Start of Source records

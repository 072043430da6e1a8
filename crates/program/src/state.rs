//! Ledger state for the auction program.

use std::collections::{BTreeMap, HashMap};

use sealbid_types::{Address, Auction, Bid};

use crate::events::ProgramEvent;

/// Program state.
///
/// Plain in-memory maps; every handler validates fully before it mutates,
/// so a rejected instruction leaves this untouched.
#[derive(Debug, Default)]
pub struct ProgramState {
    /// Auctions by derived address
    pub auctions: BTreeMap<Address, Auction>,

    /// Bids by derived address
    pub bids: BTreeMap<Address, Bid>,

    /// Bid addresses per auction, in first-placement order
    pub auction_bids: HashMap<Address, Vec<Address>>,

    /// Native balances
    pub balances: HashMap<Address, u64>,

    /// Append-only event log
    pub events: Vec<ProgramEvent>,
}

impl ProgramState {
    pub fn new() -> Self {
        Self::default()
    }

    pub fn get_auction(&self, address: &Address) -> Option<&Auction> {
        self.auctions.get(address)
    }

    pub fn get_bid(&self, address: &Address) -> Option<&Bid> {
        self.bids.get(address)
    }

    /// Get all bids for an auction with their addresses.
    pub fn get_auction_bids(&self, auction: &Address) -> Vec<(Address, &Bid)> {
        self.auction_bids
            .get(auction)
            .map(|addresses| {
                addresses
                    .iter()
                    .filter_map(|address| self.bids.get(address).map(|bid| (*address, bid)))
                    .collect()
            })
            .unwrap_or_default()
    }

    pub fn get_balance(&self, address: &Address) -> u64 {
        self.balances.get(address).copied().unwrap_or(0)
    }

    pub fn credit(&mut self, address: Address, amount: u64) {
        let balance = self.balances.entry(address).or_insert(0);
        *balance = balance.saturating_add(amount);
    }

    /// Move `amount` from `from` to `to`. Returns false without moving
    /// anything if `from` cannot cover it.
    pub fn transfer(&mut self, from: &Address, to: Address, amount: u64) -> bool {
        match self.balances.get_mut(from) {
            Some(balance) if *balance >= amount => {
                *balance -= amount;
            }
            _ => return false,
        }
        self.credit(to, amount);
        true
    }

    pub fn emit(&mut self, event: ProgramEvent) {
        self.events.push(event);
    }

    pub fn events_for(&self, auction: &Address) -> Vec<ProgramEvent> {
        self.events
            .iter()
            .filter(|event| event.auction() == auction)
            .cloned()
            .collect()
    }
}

End of Source records

## [Task]
Go through the records and count every line with the word "balances"; the answer is the number alone.

## [Answer section]
5